* _EXERCISE AIM_
Please repeat the records below exactly, from the first line through the line containing "pub struct DriverRegistry", and nothing more.

INPUT DATA section start

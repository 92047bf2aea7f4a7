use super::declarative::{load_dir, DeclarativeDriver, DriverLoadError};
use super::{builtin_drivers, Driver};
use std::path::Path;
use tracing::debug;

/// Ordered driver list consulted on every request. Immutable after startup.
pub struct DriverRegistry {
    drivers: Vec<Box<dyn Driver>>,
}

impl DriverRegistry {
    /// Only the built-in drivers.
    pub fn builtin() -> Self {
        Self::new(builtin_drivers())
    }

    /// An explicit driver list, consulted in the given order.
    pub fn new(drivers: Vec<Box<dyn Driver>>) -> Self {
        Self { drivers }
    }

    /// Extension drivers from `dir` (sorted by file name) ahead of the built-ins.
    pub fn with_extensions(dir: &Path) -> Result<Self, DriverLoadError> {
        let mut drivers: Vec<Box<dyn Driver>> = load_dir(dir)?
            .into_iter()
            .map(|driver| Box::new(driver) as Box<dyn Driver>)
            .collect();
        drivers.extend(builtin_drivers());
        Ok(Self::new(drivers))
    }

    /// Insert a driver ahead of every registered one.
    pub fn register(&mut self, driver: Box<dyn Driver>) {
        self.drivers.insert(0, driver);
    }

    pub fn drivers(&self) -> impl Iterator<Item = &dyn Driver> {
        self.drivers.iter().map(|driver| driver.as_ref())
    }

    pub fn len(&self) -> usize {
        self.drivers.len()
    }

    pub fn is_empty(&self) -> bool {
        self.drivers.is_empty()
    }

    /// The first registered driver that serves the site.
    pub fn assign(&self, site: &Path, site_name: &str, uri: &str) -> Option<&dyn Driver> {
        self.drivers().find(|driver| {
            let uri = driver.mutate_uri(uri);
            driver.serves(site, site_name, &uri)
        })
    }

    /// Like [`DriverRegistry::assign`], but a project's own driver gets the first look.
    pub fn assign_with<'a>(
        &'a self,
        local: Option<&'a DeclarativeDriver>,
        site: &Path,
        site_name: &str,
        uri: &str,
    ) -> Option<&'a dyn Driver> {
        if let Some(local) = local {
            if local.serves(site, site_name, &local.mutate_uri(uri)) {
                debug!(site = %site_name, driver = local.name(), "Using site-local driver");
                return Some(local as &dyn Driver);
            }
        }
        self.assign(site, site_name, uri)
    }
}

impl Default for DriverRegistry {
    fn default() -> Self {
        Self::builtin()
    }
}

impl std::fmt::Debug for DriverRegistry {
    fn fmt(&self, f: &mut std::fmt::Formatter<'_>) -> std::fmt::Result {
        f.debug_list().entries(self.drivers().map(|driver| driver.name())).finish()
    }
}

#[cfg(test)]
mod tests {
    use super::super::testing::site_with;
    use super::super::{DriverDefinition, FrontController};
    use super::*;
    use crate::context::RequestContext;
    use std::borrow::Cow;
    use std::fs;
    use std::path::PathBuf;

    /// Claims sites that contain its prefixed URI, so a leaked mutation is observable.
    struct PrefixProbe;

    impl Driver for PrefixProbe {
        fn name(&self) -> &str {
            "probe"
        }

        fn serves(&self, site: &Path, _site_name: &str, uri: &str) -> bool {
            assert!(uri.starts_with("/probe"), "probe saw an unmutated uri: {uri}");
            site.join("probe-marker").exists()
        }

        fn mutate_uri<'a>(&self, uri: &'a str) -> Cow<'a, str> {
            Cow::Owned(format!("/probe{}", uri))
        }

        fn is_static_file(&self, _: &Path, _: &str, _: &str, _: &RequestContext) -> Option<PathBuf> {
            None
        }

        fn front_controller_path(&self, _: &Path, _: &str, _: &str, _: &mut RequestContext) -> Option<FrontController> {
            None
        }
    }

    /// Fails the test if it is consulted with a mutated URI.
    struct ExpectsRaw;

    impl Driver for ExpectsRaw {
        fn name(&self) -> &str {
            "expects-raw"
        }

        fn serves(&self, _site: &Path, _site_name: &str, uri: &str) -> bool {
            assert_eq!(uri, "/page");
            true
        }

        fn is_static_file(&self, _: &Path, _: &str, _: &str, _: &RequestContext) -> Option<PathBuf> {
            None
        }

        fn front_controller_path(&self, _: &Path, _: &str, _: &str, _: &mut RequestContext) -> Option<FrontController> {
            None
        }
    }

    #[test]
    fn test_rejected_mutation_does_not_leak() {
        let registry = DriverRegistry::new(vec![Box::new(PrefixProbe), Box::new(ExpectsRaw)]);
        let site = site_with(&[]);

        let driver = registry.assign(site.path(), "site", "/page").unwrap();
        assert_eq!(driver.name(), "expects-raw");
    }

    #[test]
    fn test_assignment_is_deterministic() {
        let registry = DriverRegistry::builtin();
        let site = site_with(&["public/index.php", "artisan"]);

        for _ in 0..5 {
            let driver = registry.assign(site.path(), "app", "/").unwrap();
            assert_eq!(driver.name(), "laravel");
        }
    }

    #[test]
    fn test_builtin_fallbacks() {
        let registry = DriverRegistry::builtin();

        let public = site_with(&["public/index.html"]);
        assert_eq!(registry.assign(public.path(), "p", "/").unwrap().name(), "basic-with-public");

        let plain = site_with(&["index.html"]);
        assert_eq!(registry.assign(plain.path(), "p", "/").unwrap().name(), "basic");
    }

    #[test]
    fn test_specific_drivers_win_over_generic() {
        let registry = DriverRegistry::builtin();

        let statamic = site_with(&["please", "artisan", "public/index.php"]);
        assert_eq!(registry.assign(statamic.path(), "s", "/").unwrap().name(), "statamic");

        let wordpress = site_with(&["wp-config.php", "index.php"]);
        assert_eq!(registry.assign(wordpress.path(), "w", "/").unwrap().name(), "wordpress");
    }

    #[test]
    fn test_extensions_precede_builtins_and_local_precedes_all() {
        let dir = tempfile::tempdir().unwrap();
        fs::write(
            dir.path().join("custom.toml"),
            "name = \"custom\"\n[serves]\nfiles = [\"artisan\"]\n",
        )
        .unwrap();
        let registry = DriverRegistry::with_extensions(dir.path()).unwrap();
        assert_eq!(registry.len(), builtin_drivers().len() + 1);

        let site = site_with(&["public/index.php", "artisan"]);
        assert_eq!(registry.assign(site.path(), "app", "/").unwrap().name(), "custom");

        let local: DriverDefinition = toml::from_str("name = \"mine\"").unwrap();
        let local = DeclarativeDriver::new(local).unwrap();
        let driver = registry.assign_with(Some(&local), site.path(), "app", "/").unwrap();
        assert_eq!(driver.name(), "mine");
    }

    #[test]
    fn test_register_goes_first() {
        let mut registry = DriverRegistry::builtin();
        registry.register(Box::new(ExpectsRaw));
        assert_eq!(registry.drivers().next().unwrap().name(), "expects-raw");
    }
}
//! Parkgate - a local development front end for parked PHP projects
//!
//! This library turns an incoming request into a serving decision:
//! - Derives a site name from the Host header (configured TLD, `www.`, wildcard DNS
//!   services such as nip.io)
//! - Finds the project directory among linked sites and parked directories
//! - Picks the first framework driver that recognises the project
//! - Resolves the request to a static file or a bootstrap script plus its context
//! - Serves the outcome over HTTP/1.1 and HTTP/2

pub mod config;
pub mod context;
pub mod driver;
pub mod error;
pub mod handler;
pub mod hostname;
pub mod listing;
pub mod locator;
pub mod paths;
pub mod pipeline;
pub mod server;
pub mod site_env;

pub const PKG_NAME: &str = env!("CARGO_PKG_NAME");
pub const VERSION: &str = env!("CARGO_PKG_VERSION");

INPUT DATA section end

* _ANSWER SECTION_
repository 92047bf2aea7f4a7
use super::declarative::{load_dir, DeclarativeDriver, DriverLoadError};
use super::{builtin_drivers, Driver};
use std::path::Path;
use tracing::debug;

/// Ordered driver list consulted on every request. Immutable after startup.
pub struct DriverRegistry {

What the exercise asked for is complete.